The records follow. Print, word for word, the first line through the "pub async fn get_tag(id: i32, pool: Pool<Postgres>)" line.
Task input START
use sqlx::{Pool, Postgres};
use warp::{http::StatusCode, reject::Rejection, reply::Reply};

use crate::{
    actions,
    authentication::permissions::ActionType,
    error::ApiError,
    form::{Form, FormData},
    jwt::{JwtSessionData, SessionData},
    validate,
};

pub async fn list_tags(pool: Pool<Postgres>) -> Result<impl Reply, Rejection> {
    let tags = actions::list_tags(&pool).await.map_err(ApiError::rejection)?;

    Ok(warp::reply::json(&tags))
}

pub async fn get_tag(id: i32, pool: Pool<Postgres>) -> Result<impl Reply, Rejection> {
    let tag = actions::get_tag(id, &pool)
        .await
        .map_err(ApiError::rejection)?
        .ok_or_else(|| {
            ApiError::NotFound(String::from("No tag exists with specified id")).rejection()
        })?;

    Ok(warp::reply::json(&tag))
}

pub async fn create_tag(
    session: JwtSessionData,
    data: FormData,
    pool: Pool<Postgres>,
) -> Result<impl Reply, Rejection> {
    let session: SessionData = session.into();
    session
        .authenticate(ActionType::ManageTags)
        .map_err(ApiError::rejection)?;

    let form = Form::from_data(data);
    let name = form.get_str("name").map_err(ApiError::rejection)?;
    let slug = form.get_str("slug").map_err(ApiError::rejection)?;
    validate::validate_tag(&name, &slug).map_err(|e| e.rejection())?;

    let id = actions::create_tag(&name, &slug, &pool)
        .await
        .map_err(ApiError::rejection)?;
    let tag = actions::get_tag(id, &pool)
        .await
        .map_err(ApiError::rejection)?
        .ok_or_else(|| {
            ApiError::InternalServerError(String::from("Created tag is missing")).rejection()
        })?;

    Ok(warp::reply::with_status(
        warp::reply::json(&tag),
        StatusCode::CREATED,
    ))
}

pub async fn update_tag(
    id: i32,
    session: JwtSessionData,
    data: FormData,
    pool: Pool<Postgres>,
) -> Result<impl Reply, Rejection> {
    let session: SessionData = session.into();
    session
        .authenticate(ActionType::ManageTags)
        .map_err(ApiError::rejection)?;

    let form = Form::from_data(data);
    let name = form.get_str("name").map_err(ApiError::rejection)?;
    let slug = form.get_str("slug").map_err(ApiError::rejection)?;
    validate::validate_tag(&name, &slug).map_err(|e| e.rejection())?;

    actions::update_tag(id, &name, &slug, &pool)
        .await
        .map_err(ApiError::rejection)?;
    let tag = actions::get_tag(id, &pool)
        .await
        .map_err(ApiError::rejection)?
        .ok_or_else(|| {
            ApiError::InternalServerError(String::from("Updated tag is missing")).rejection()
        })?;

    Ok(warp::reply::json(&tag))
}

pub async fn delete_tag(
    id: i32,
    session: JwtSessionData,
    pool: Pool<Postgres>,
) -> Result<impl Reply, Rejection> {
    let session: SessionData = session.into();
    session
        .authenticate(ActionType::ManageTags)
        .map_err(ApiError::rejection)?;

    actions::delete_tag(id, &pool)
        .await
        .map_err(ApiError::rejection)?;

    Ok(warp::reply::with_status(
        warp::reply(),
        StatusCode::NO_CONTENT,
    ))
}
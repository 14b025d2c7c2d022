use sqlx::{Pool, Postgres, QueryBuilder, Transaction};

use crate::{
    authentication::permissions::ActionType,
    constants::RECIPE_COUNT_PER_PAGE,
    error::{ApiError, QueryError},
    jwt::SessionData,
    pagination::PageContext,
    schema::{Recipe, RecipeDraft, RecipeOrder, RecipePart, RecipeRow, Uuid},
    validate::validate_recipe_draft,
};

#[derive(Debug, Default)]
pub struct RecipeFilters {
    pub author: Option<Uuid>,
    pub tag_slug: Option<String>,
    pub search: Option<String>,
    pub favorited_by: Option<Uuid>,
    pub in_cart_of: Option<Uuid>,
    pub order: Option<RecipeOrder>,
    pub offset: i64,
}

pub async fn get_recipe(id: Uuid, pool: &Pool<Postgres>) -> Result<Option<Recipe>, ApiError> {
    let row: Option<Recipe> = sqlx::query_as("SELECT * FROM recipes WHERE id = $1")
        .bind(id)
        .fetch_optional(&*pool)
        .await
        .map_err(|e| QueryError::from(e).into())?;

    Ok(row)
}

/// Resolves a recipe for mutation: the session must hold the manage-own
/// permission, and anyone who is not the author needs the manage-all one.
pub async fn get_recipe_mut(
    id: Uuid,
    session: SessionData,
    pool: &Pool<Postgres>,
) -> Result<Recipe, ApiError> {
    let recipe = get_recipe(id, pool).await?;
    session.authenticate(ActionType::ManageOwnRecipes)?;

    match recipe {
        Some(recipe) => match session.authenticate(ActionType::ManageAllRecipes) {
            Ok(_) => Ok(recipe),
            Err(_) => {
                if recipe.author_id != session.user_id {
                    Err(ApiError::Unauthorized(String::from(
                        "You can only manage your own recipes",
                    )))
                } else {
                    Ok(recipe)
                }
            }
        },
        None => Err(ApiError::NotFound(String::from(
            "No recipe exists with specified id",
        ))),
    }
}

pub async fn list_recipe_parts(
    pool: &Pool<Postgres>,
    recipe_id: Uuid,
) -> Result<Vec<RecipePart>, ApiError> {
    let rows: Vec<RecipePart> = sqlx::query_as("
        SELECT ri.recipe_id AS recipe_id, i.id AS ingredient_id, ri.amount AS amount, i.name AS name, i.measurement_unit AS measurement_unit
        FROM recipe_ingredients ri
        INNER JOIN ingredients i ON i.id = ri.ingredient_id
        WHERE ri.recipe_id = $1
        ORDER BY i.name
    ")
    .bind(recipe_id)
    .fetch_all(pool).await.map_err(|e| QueryError::from(e).into())?;

    Ok(rows)
}

pub async fn fetch_recipes(
    filters: RecipeFilters,
    pool: &Pool<Postgres>,
) -> Result<PageContext<RecipeRow>, ApiError> {
    let order = filters
        .order
        .map(|order| match order {
            RecipeOrder::Alphabetical => "r.name",
            RecipeOrder::PubDateAsc => "r.pub_date",
            RecipeOrder::PubDateDesc => "r.pub_date DESC",
            RecipeOrder::CookingTimeAsc => "r.cooking_time",
            RecipeOrder::CookingTimeDesc => "r.cooking_time DESC",
        })
        .unwrap_or("r.pub_date DESC");

    let mut query_builder: QueryBuilder<Postgres> = QueryBuilder::new(
        "SELECT r.*, COUNT(rr) OVER() FROM recipes r LEFT JOIN recipes rr ON rr.id = r.id WHERE TRUE",
    );

    if let Some(author) = filters.author {
        query_builder.push(" AND r.author_id = ").push_bind(author);
    }
    if let Some(search) = filters.search {
        query_builder
            .push(" AND r.name ILIKE ")
            .push_bind(format!("{search}%"));
    }
    if let Some(slug) = filters.tag_slug {
        query_builder
            .push(" AND EXISTS (SELECT 1 FROM recipe_tags_map m INNER JOIN recipe_tags t ON t.id = m.tag_id WHERE m.recipe_id = r.id AND t.slug = ")
            .push_bind(slug)
            .push(")");
    }
    if let Some(user_id) = filters.favorited_by {
        query_builder
            .push(" AND EXISTS (SELECT 1 FROM user_favorites f WHERE f.recipe_id = r.id AND f.user_id = ")
            .push_bind(user_id)
            .push(")");
    }
    if let Some(user_id) = filters.in_cart_of {
        query_builder
            .push(" AND EXISTS (SELECT 1 FROM user_shopping_cart c WHERE c.recipe_id = r.id AND c.user_id = ")
            .push_bind(user_id)
            .push(")");
    }

    query_builder
        .push(" ORDER BY ")
        .push(order)
        .push(" LIMIT ")
        .push_bind(RECIPE_COUNT_PER_PAGE)
        .push(" OFFSET ")
        .push_bind(filters.offset);

    let rows: Vec<RecipeRow> = query_builder
        .build_query_as()
        .fetch_all(pool)
        .await
        .map_err(|e| QueryError::from(e).into())?;

    let total_count = rows.get(0).map(|p| p.count).unwrap_or(0);
    let page = PageContext::from_rows(rows, total_count, RECIPE_COUNT_PER_PAGE, filters.offset);
    Ok(page)
}

/// Creates a recipe and its tag/ingredient links in one transaction. The
/// draft must already carry the stored image path.
pub async fn create_recipe(
    draft: &RecipeDraft,
    author_id: Uuid,
    image: &str,
    pool: &Pool<Postgres>,
) -> Result<Uuid, ApiError> {
    validate_recipe_draft(draft).map_err(|e| -> ApiError { e.into() })?;

    let mut tr = pool
        .begin()
        .await
        .map_err(|_| QueryError::new("Could not start transaction".to_owned()).into())?;

    let id: (i32,) = sqlx::query_as(
        "
        INSERT INTO recipes (author_id, name, text, cooking_time, image)
        VALUES ($1, $2, $3, $4, $5)
        RETURNING id
    ",
    )
    .bind(author_id)
    .bind(&draft.name)
    .bind(&draft.text)
    .bind(draft.cooking_time)
    .bind(image)
    .fetch_one(&mut *tr)
    .await
    .map_err(|e| QueryError::from(e).into())?;

    insert_recipe_links(&mut tr, id.0, draft).await?;

    tr.commit()
        .await
        .map_err(|_| QueryError::new("Could not commit transaction".to_owned()).into())?;

    Ok(id.0)
}

/// Updates the recipe record and fully replaces its tag and ingredient
/// links. Passing a new image path swaps the stored image reference.
pub async fn update_recipe(
    id: Uuid,
    draft: &RecipeDraft,
    image: Option<&str>,
    pool: &Pool<Postgres>,
) -> Result<(), ApiError> {
    validate_recipe_draft(draft).map_err(|e| -> ApiError { e.into() })?;

    let mut tr = pool
        .begin()
        .await
        .map_err(|_| QueryError::new("Could not start transaction".to_owned()).into())?;

    match image {
        Some(image) => {
            sqlx::query(
                "UPDATE recipes SET name = $1, text = $2, cooking_time = $3, image = $4 WHERE id = $5",
            )
            .bind(&draft.name)
            .bind(&draft.text)
            .bind(draft.cooking_time)
            .bind(image)
            .bind(id)
            .execute(&mut *tr)
            .await
            .map_err(|e| QueryError::from(e).into())?;
        }
        None => {
            sqlx::query("UPDATE recipes SET name = $1, text = $2, cooking_time = $3 WHERE id = $4")
                .bind(&draft.name)
                .bind(&draft.text)
                .bind(draft.cooking_time)
                .bind(id)
                .execute(&mut *tr)
                .await
                .map_err(|e| QueryError::from(e).into())?;
        }
    }

    sqlx::query("DELETE FROM recipe_tags_map WHERE recipe_id = $1")
        .bind(id)
        .execute(&mut *tr)
        .await
        .map_err(|e| QueryError::from(e).into())?;
    sqlx::query("DELETE FROM recipe_ingredients WHERE recipe_id = $1")
        .bind(id)
        .execute(&mut *tr)
        .await
        .map_err(|e| QueryError::from(e).into())?;

    insert_recipe_links(&mut tr, id, draft).await?;

    tr.commit()
        .await
        .map_err(|_| QueryError::new("Could not commit transaction".to_owned()).into())?;

    Ok(())
}

async fn insert_recipe_links(
    tr: &mut Transaction<'_, Postgres>,
    recipe_id: Uuid,
    draft: &RecipeDraft,
) -> Result<(), ApiError> {
    for tag_id in &draft.tags {
        let tag: Option<(i32,)> = sqlx::query_as("SELECT id FROM recipe_tags WHERE id = $1")
            .bind(tag_id)
            .fetch_optional(&mut **tr)
            .await
            .map_err(|e| QueryError::from(e).into())?;
        if tag.is_none() {
            return Err(ApiError::NotFound(format!(
                "No tag exists with id {tag_id}"
            )));
        }

        sqlx::query(
            "INSERT INTO recipe_tags_map (recipe_id, tag_id) VALUES ($1, $2) ON CONFLICT DO NOTHING",
        )
        .bind(recipe_id)
        .bind(tag_id)
        .execute(&mut **tr)
        .await
        .map_err(|e| QueryError::from(e).into())?;
    }

    for part in &draft.ingredients {
        let ingredient: Option<(i32,)> = sqlx::query_as("SELECT id FROM ingredients WHERE id = $1")
            .bind(part.id)
            .fetch_optional(&mut **tr)
            .await
            .map_err(|e| QueryError::from(e).into())?;
        if ingredient.is_none() {
            return Err(ApiError::NotFound(format!(
                "No ingredient exists with id {}",
                part.id
            )));
        }

        sqlx::query(
            "
            INSERT INTO recipe_ingredients (recipe_id, ingredient_id, amount)
            VALUES ($1, $2, $3)
            ON CONFLICT (recipe_id, ingredient_id) DO UPDATE
            SET amount = $3;
        ",
        )
        .bind(recipe_id)
        .bind(part.id)
        .bind(part.amount)
        .execute(&mut **tr)
        .await
        .map_err(|e| QueryError::from(e).into())?;
    }

    Ok(())
}

pub async fn delete_recipe(id: Uuid, pool: &Pool<Postgres>) -> Result<(), ApiError> {
    let mut tr = pool
        .begin()
        .await
        .map_err(|_| QueryError::new("Could not start transaction".to_owned()).into())?;

    sqlx::query("DELETE FROM recipe_tags_map WHERE recipe_id = $1")
        .bind(id)
        .execute(&mut *tr)
        .await
        .map_err(|e| QueryError::from(e).into())?;
    sqlx::query("DELETE FROM recipe_ingredients WHERE recipe_id = $1")
        .bind(id)
        .execute(&mut *tr)
        .await
        .map_err(|e| QueryError::from(e).into())?;
    sqlx::query("DELETE FROM user_favorites WHERE recipe_id = $1")
        .bind(id)
        .execute(&mut *tr)
        .await
        .map_err(|e| QueryError::from(e).into())?;
    sqlx::query("DELETE FROM user_shopping_cart WHERE recipe_id = $1")
        .bind(id)
        .execute(&mut *tr)
        .await
        .map_err(|e| QueryError::from(e).into())?;
    sqlx::query("DELETE FROM recipes WHERE id = $1")
        .bind(id)
        .execute(&mut *tr)
        .await
        .map_err(|e| QueryError::from(e).into())?;

    tr.commit()
        .await
        .map_err(|_| QueryError::new("Could not commit transaction".to_owned()).into())?;

    Ok(())
}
Task input END
## Result of the exercise
use sqlx::{Pool, Postgres};
use warp::{http::StatusCode, reject::Rejection, reply::Reply};

use crate::{
    actions,
    authentication::permissions::ActionType,
    error::ApiError,
    form::{Form, FormData},
    jwt::{JwtSessionData, SessionData},
    validate,
};

pub async fn list_tags(pool: Pool<Postgres>) -> Result<impl Reply, Rejection> {
    let tags = actions::list_tags(&pool).await.map_err(ApiError::rejection)?;

    Ok(warp::reply::json(&tags))
}

pub async fn get_tag(id: i32, pool: Pool<Postgres>) -> Result<impl Reply, Rejection> {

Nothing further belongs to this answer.